On his back, with a titanic blade poised to carve him in half, he felt his rage fading. Victor began to growl. It was a low, guttural sound that had little to do with his bloodline and a lot to do with his stubborn refusal to lose. If his iron berserk was running out and he couldn’t pummel that powerful metallic shell until its occupant died, he’d try something else. Ronkerz’s voice echoed through the arena again, “Do you yield?” Victor continued to growl as he poured Energy into his spell. Dark tendrils of tangible shadow began to coalesce around him, flowing out of the ground, out of the air, out of him.

Lira screamed and brought her blade down like a gleaming guillotine, but it was too late—a wave of palpable terror exploded out of those shadows, and Lira balked, botching the aim of her killing blow. Victor, recovered from his dazed state, felt his consciousness receding as the other took over. A scream that scratched his throat erupted from his lungs, and the lights around the arena flickered, their weak Energy sources overwhelmed by the darkness of his terror-fueled will.

With a crack of midnight wings, he burst from the pool of shadows into the air, circling the darkened arena. As he banked, swooping through the canyon, Terror observed the darkness and the many bright spirits surrounding him. A few were too dim to bother with, but hundreds were bright and tempting. Still, something lay between him and most of those morsels, something that, even as he watched, began to obscure them. Soon, all he could see was the single, brilliant spirit that glowed like an inferno beneath him. Gigantic, true, with a shell hard to pierce and a bright, gleaming edge that could surely cause him harm, but tempting, nonetheless.

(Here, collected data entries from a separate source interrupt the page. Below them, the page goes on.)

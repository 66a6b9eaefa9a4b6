//! Direct HTTP channel to management endpoints
//!
//! Independent of the browser: no cookies are shared, and every call declares
//! the status it expects.

use std::collections::BTreeMap;
use std::path::Path;
use std::time::Duration;

use bytes::Bytes;
use futures::StreamExt;
use reqwest::header::{HeaderMap, HeaderName, HeaderValue};
use reqwest::{Client, Method, Response};
use serde::{Deserialize, Serialize};
use serde_json::Value;
use tokio::io::AsyncWriteExt;
use tracing::{debug, info};

use crate::error::{E2eError, E2eResult};

/// HTTP verbs used against management resources
#[derive(Debug, Clone, Copy, Default, PartialEq, Eq, Serialize, Deserialize)]
#[serde(rename_all = "UPPERCASE")]
pub enum HttpMethod {
    #[default]
    Get,
    Post,
    Delete,
}

impl HttpMethod {
    fn as_reqwest(self) -> Method {
        match self {
            HttpMethod::Get => Method::GET,
            HttpMethod::Post => Method::POST,
            HttpMethod::Delete => Method::DELETE,
        }
    }

    pub fn as_str(self) -> &'static str {
        match self {
            HttpMethod::Get => "GET",
            HttpMethod::Post => "POST",
            HttpMethod::Delete => "DELETE",
        }
    }
}

/// A single management call
#[derive(Debug, Clone)]
pub struct HttpRequest {
    pub method: HttpMethod,
    pub url: String,
    pub headers: BTreeMap<String, String>,
    pub expected_status: u16,
    pub body: Option<String>,
}

impl HttpRequest {
    pub fn new(method: HttpMethod, url: impl Into<String>) -> Self {
        Self {
            method,
            url: url.into(),
            headers: BTreeMap::new(),
            expected_status: 200,
            body: None,
        }
    }

    pub fn header(mut self, name: impl Into<String>, value: impl Into<String>) -> Self {
        self.headers.insert(name.into(), value.into());
        self
    }

    pub fn expect(mut self, status: u16) -> Self {
        self.expected_status = status;
        self
    }

    pub fn body(mut self, body: impl Into<String>) -> Self {
        self.body = Some(body.into());
        self
    }
}

/// Buffered response of a successful call
#[derive(Debug, Clone)]
pub struct HttpResponse {
    pub status: u16,
    pub body: Bytes,
}

impl HttpResponse {
    pub fn json(&self) -> E2eResult<Value> {
        Ok(serde_json::from_slice(&self.body)?)
    }

    /// JSON body if there is one, `None` for empty or non-JSON bodies
    pub fn json_opt(&self) -> Option<Value> {
        if self.body.is_empty() {
            return None;
        }
        serde_json::from_slice(&self.body).ok()
    }

    pub fn text(&self) -> String {
        String::from_utf8_lossy(&self.body).into_owned()
    }
}

/// Cookie-less client for management/actuator endpoints
#[derive(Debug, Clone)]
pub struct HttpClient {
    client: Client,
}

impl HttpClient {
    pub fn new(timeout: Duration, accept_invalid_certs: bool) -> E2eResult<Self> {
        let client = Client::builder()
            .timeout(timeout)
            .danger_accept_invalid_certs(accept_invalid_certs)
            .build()?;
        Ok(Self { client })
    }

    async fn send(&self, request: &HttpRequest) -> E2eResult<Response> {
        let mut headers = HeaderMap::new();
        for (name, value) in &request.headers {
            let name = HeaderName::from_bytes(name.as_bytes())
                .map_err(|e| E2eError::SpecParse(format!("header name '{}': {}", name, e)))?;
            let value = HeaderValue::from_str(value)
                .map_err(|e| E2eError::SpecParse(format!("header value for '{}': {}", name, e)))?;
            headers.insert(name, value);
        }

        let mut builder = self
            .client
            .request(request.method.as_reqwest(), &request.url)
            .headers(headers);
        if let Some(body) = &request.body {
            builder = builder.body(body.clone());
        }

        info!("{} {}", request.method.as_str(), request.url);
        let response = builder.send().await?;
        let status = response.status().as_u16();
        debug!("{} {} -> {}", request.method.as_str(), request.url, status);

        if status != request.expected_status {
            return Err(E2eError::UnexpectedStatus {
                method: request.method.as_str().to_string(),
                url: request.url.clone(),
                got: status,
                want: request.expected_status,
            });
        }
        Ok(response)
    }

    /// Issue the request and buffer the body.
    pub async fn request(&self, request: &HttpRequest) -> E2eResult<HttpResponse> {
        let response = self.send(request).await?;
        let status = response.status().as_u16();
        let body = response.bytes().await?;
        Ok(HttpResponse { status, body })
    }

    /// Issue the request and stream the body to `dest` chunk by chunk.
    /// Returns the number of bytes written.
    pub async fn download(&self, request: &HttpRequest, dest: &Path) -> E2eResult<u64> {
        let response = self.send(request).await?;

        if let Some(parent) = dest.parent() {
            tokio::fs::create_dir_all(parent).await?;
        }
        let mut file = tokio::fs::File::create(dest).await?;
        let mut written = 0u64;
        let mut stream = response.bytes_stream();

        while let Some(chunk) = stream.next().await {
            let chunk = chunk?;
            file.write_all(&chunk).await?;
            written += chunk.len() as u64;
        }
        file.flush().await?;

        info!("Streamed {} bytes to {}", written, dest.display());
        Ok(written)
    }
}

#[cfg(test)]
mod tests {
    use super::*;

    #[test]
    fn test_request_builder_defaults() {
        let req = HttpRequest::new(HttpMethod::Delete, "https://localhost:8443/cas/actuator/attributeConsent/casuser");
        assert_eq!(req.expected_status, 200);
        assert!(req.body.is_none());

        let req = HttpRequest::new(HttpMethod::Post, "https://localhost:8443/import")
            .header("Content-Type", "application/json")
            .expect(201)
            .body("{}");
        assert_eq!(req.expected_status, 201);
        assert_eq!(req.headers.get("Content-Type").map(String::as_str), Some("application/json"));
    }

    #[test]
    fn test_method_parses_uppercase() {
        let m: HttpMethod = serde_yaml::from_str("DELETE").unwrap();
        assert_eq!(m, HttpMethod::Delete);
    }

    #[test]
    fn test_json_opt_tolerates_empty_body() {
        let resp = HttpResponse {
            status: 204,
            body: Bytes::new(),
        };
        assert!(resp.json_opt().is_none());
    }
}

As the spirit turned its eyes upward, spreading its broad metallic limbs and holding aloft that brilliant razor edge, Terror screamed and dove, weaving his shadows to obscure himself and confound the spirit’s attempt to cut him. He had to infect his prey, had to poison that brilliant, sharp Energy with a seed of fear. As he swooped near, he screamed again, putting everything he knew of nightmares into the sound—millennia of tortured, pleading prey, conjured terrors, and lost, broken spirits.

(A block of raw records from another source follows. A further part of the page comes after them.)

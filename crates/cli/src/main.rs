//! Authflow CLI - Main Entry Point

use std::path::PathBuf;
use std::process::ExitCode;

use authflow_cli::commands::{self, decode, list, run};
use authflow_cli::output;
use clap::{Parser, Subcommand};

/// Authflow - browser-driven CAS/OIDC/SAML2 conformance harness
#[derive(Parser)]
#[command(name = "authflow")]
#[command(author, version, about, long_about = None)]
#[command(propagate_version = true)]
struct Cli {
    /// Harness configuration file (TOML)
    #[arg(long, global = true, env = "AUTHFLOW_CONFIG")]
    config: Option<PathBuf>,

    /// Output format
    #[arg(long, default_value = "table", global = true)]
    format: output::OutputFormat,

    /// Enable verbose output
    #[arg(short, long, global = true)]
    verbose: bool,

    #[command(subcommand)]
    command: Commands,
}

#[derive(Subcommand)]
enum Commands {
    /// Run scenarios against the server under test
    Run(run::RunArgs),

    /// List discovered scenarios
    List(list::ListArgs),

    /// Decode a compact token and print its claims
    Decode(decode::DecodeArgs),
}

#[tokio::main]
async fn main() -> ExitCode {
    let cli = Cli::parse();

    // Initialize logging
    let log_level = if cli.verbose { "debug" } else { "info" };
    tracing_subscriber::fmt()
        .with_env_filter(
            tracing_subscriber::EnvFilter::try_from_default_env()
                .unwrap_or_else(|_| tracing_subscriber::EnvFilter::new(log_level)),
        )
        .with_target(false)
        .with_writer(std::io::stderr)
        .init();

    match dispatch(cli).await {
        Ok(code) => code,
        Err(e) => {
            output::print_error(&format!("{:#}", e));
            ExitCode::from(2)
        }
    }
}

async fn dispatch(cli: Cli) -> anyhow::Result<ExitCode> {
    match cli.command {
        Commands::Run(args) => {
            let config = commands::load_config(cli.config.as_deref())?;
            run::execute(args, config, cli.format).await
        }
        Commands::List(args) => {
            list::execute(args, cli.format)?;
            Ok(ExitCode::SUCCESS)
        }
        Commands::Decode(args) => {
            decode::execute(args, cli.format)?;
            Ok(ExitCode::SUCCESS)
        }
    }
}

The bright edge arced out and nearly cut him, but the shadows did their work, obscuring his true position, and Terror pulled away into the air, circling, coming around, gathering his strength for another projection of fear. This time, when he passed close, screeching his worst, most terrifying sound, the bright spirit deceived him. It feinted with its gleaming edge, but the actual attack came from those spiny, metal wings. They arced upward, and the spirit spun. Terror was caught on the sharp spines and ripped from the sky to tumble onto the stony ground.

As the ground shook with the spirit's great, metallic steps, Terror tried to right himself, tried to launch back into the air, but his wings didn’t work right; they were broken, and he wasn’t healing quickly enough. In the back of his mind, the other growled, and he heard his command: Enough. You’re not right for this fight. Terror relented; he was broken—let the other deal with this spirit.

As Victor came back to himself, his body still wrapped in shadow, painfully reverting to his normal form, he bunched his legs and activated Titanic Leap, narrowly escaping a devastating blow from Lira’s saber. Soaring through the air, aiming for a clump of broken, scorched stones, he glanced back to see the giant metallic figure stomping toward his destination. He turned his gaze inward, saw his Core was nearly depleted, and groaned. He had to buy some time, had to give his Core a chance to regenerate some Energy. Even if he managed that, though, he wasn’t sure what he’d do. Lira’s armor was too dense; she was too large and strong. How was he going to beat her?